Der REtool Broker in Action
Erschwerter Start in der Corona-Krise
Nachdem zwei Immobilien-Firmen den REtool Broker in der Pilotphase getestet haben, war der Go-Live im März 2020 – mitten in der Corona-Krise. «Wir haben viele Termine vereinbart und wurden von der Pandemie gebremst», sagt Boussaha. Ob sie von der Krise, die zeigt, wie wichtig die Digitalisierung ist, profitieren, wird sich zeigen. «Momentan verzichten wir auf einen Lohn und arbeiten Teilzeit. Wir sind zufrieden, müssen aber an der Verkaufsstrategie feilen.» Dazu geben sie auch eine Projektarbeit bei Studierenden der Hochschule Luzern auf.

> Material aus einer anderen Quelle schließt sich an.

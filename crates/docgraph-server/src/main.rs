use std::sync::Arc;

use tower_http::cors::CorsLayer;
use tower_http::trace::TraceLayer;
use tracing_subscriber::EnvFilter;

use docgraph_core::{AppConfig, DocGraphError, GraphBackend, GraphStore};
use docgraph_extraction::CapitalizedWordExtractor;
use docgraph_graph::{GraphWriter, InMemoryGraphStore, Neo4jGraphStore};
use docgraph_pipeline::{CancellationToken, IngestionCoordinator};

mod handlers;
mod routes;
mod state;

use state::AppState;

#[tokio::main]
async fn main() {
    dotenvy::dotenv().ok();

    tracing_subscriber::fmt()
        .with_env_filter(
            EnvFilter::from_default_env().add_directive(
                "docgraph=info"
                    .parse()
                    .unwrap_or_else(|_| tracing_subscriber::filter::LevelFilter::INFO.into()),
            ),
        )
        .init();

    if let Err(e) = run().await {
        tracing::error!(error = %e, "docgraph server failed");
        std::process::exit(1);
    }
}

async fn run() -> Result<(), DocGraphError> {
    let config = AppConfig::from_env()?;
    let addr = format!("{}:{}", config.server_host, config.server_port);

    let store: Arc<dyn GraphStore> = match config.graph_backend {
        GraphBackend::Neo4j => Arc::new(Neo4jGraphStore::connect(&config).await?),
        GraphBackend::Memory => {
            tracing::warn!("Using in-memory graph backend; data is lost on exit");
            Arc::new(InMemoryGraphStore::new())
        }
    };

    let writer = Arc::new(GraphWriter::new(store, config.ingest.store_timeout()));
    writer.ensure_schema().await?;

    let coordinator = Arc::new(IngestionCoordinator::from_config(
        writer.clone(),
        Arc::new(CapitalizedWordExtractor::new()),
        &config.ingest,
    )?);

    let shutdown = CancellationToken::new();
    let state = AppState {
        config,
        writer,
        coordinator,
        shutdown: shutdown.clone(),
    };

    let app = routes::create_router()
        .with_state(state)
        .layer(CorsLayer::permissive())
        .layer(TraceLayer::new_for_http());

    let listener = tokio::net::TcpListener::bind(&addr)
        .await
        .map_err(|e| DocGraphError::Config(format!("Failed to bind {addr}: {e}")))?;
    tracing::info!("docgraph server listening on {addr}");

    axum::serve(listener, app)
        .with_graceful_shutdown(shutdown_signal(shutdown))
        .await
        .map_err(|e| DocGraphError::Internal(format!("Server error: {e}")))
}

async fn shutdown_signal(shutdown: CancellationToken) {
    if let Err(e) = tokio::signal::ctrl_c().await {
        tracing::error!(error = %e, "Failed to listen for shutdown signal");
        return;
    }
    tracing::info!("Shutdown requested, cancelling running ingestions");
    shutdown.cancel();
}
use serde::{Deserialize, Serialize};

/// One ordered slice of a document's text. `(document_id, chunk_index)` is its identity.
#[derive(Debug, Clone, PartialEq, Eq, Serialize, Deserialize)]
pub struct Chunk {
    pub document_id: String,
    pub chunk_index: u64,
    pub text: String,
}

impl Chunk {
    pub fn new(document_id: impl Into<String>, chunk_index: u64, text: impl Into<String>) -> Self {
        Self {
            document_id: document_id.into(),
            chunk_index,
            text: text.into(),
        }
    }

    pub fn chunk_ref(&self) -> ChunkRef {
        ChunkRef {
            document_id: self.document_id.clone(),
            chunk_index: self.chunk_index,
        }
    }
}

/// Identity of a persisted chunk, handed back by the writer so mentions can target it.
#[derive(Debug, Clone, PartialEq, Eq, Hash, PartialOrd, Ord, Serialize, Deserialize)]
pub struct ChunkRef {
    pub document_id: String,
    pub chunk_index: u64,
}

impl std::fmt::Display for ChunkRef {
    fn fmt(&self, f: &mut std::fmt::Formatter<'_>) -> std::fmt::Result {
        write!(f, "{}#{}", self.document_id, self.chunk_index)
    }
}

Die Studie der Credit Suisse hält fest: Es lässt sich noch nicht sagen, ob die Proptech-Branche autonom bleiben oder nach und nach im Immobiliensektor aufgehen wird. Für Samir Boussaha ist klar: «Ein Startup ist ein Marathon und kein Sprint. Vor allem wenn du nicht Google bist oder mit revolutionären Technologien wie Blockchain arbeitest, sondern einfach etwas anbietest, das hilft.»
«Das macht dich zwar nicht zum Millionär, gibt dir aber ein gutes Gefühl.»
Mit der richtigen Einstellung aber läuft’s: «Das Gute an einem Start-up ist, dass man enorm viel lernt», sagt Samir Boussaha. Von der Gründung über die Neuentwicklung bis zur Präsentation der Idee: «Das macht dich zwar nicht zum Millionär, gibt dir aber ein gutes Gefühl.»
Zur Serie «Mitarbeitende mit Doppelleben»: Hier zeigen wir Mitarbeitende mit aussergewöhnlichen Hobbys oder Berufen.
Zur Person: Samir Boussaha arbeitet 60 Prozent an der Hochschule Luzern – Informatik als wissenschaftlicher Mitarbeiter. Mit Mitgründer Nahuel Allou besuchte er zuvor den Bachelor sowie Master in Wirtschaftsinformatik. Für das Start-up investiert er zu Spitzenzeiten 50 bis 60 Stellenprozente. Früher war er Fussballer beim FC Luzern. Der Teamgedanke kommt ihm heute noch zu Gute: «Wir wollen zusammen zum Erfolg kommen.»
Coaching dank Smart-up-Programm: Als Mitglied von Smart-up konnte DigiProp bei der Firmengründung profitieren. Smart-up hat zum Ziel, Studierende und Mitarbeitende zu motivieren und zu befähigen, ihre Geschäftsideen umzusetzen. Es will sie auf dem Weg in die Selbstständigkeit begleiten und bietet Unterstützung in Form von individuellem Coaching, Infrastruktur und Matching mit anderen Studierenden und externen Stakeholdern sowie Workshops und Events. Zudem ist es über das Programm möglich, Arbeiten für sein eigenes Start-up im Studium anrechnen zu lassen.
Einstieg in die IT-Welt: Das Departement Informatik der Hochschule Luzern bietet Bachelor-Studiengänge in Artificial Intelligence & Machine Learning, Digital Ideation, Informatik, Information & Cyber Security, International IT Management und Wirtschaftsinformatik an. Im Master-Studium vertiefen Studierende die Bereiche Informatik oder Wirtschaftsinformatik.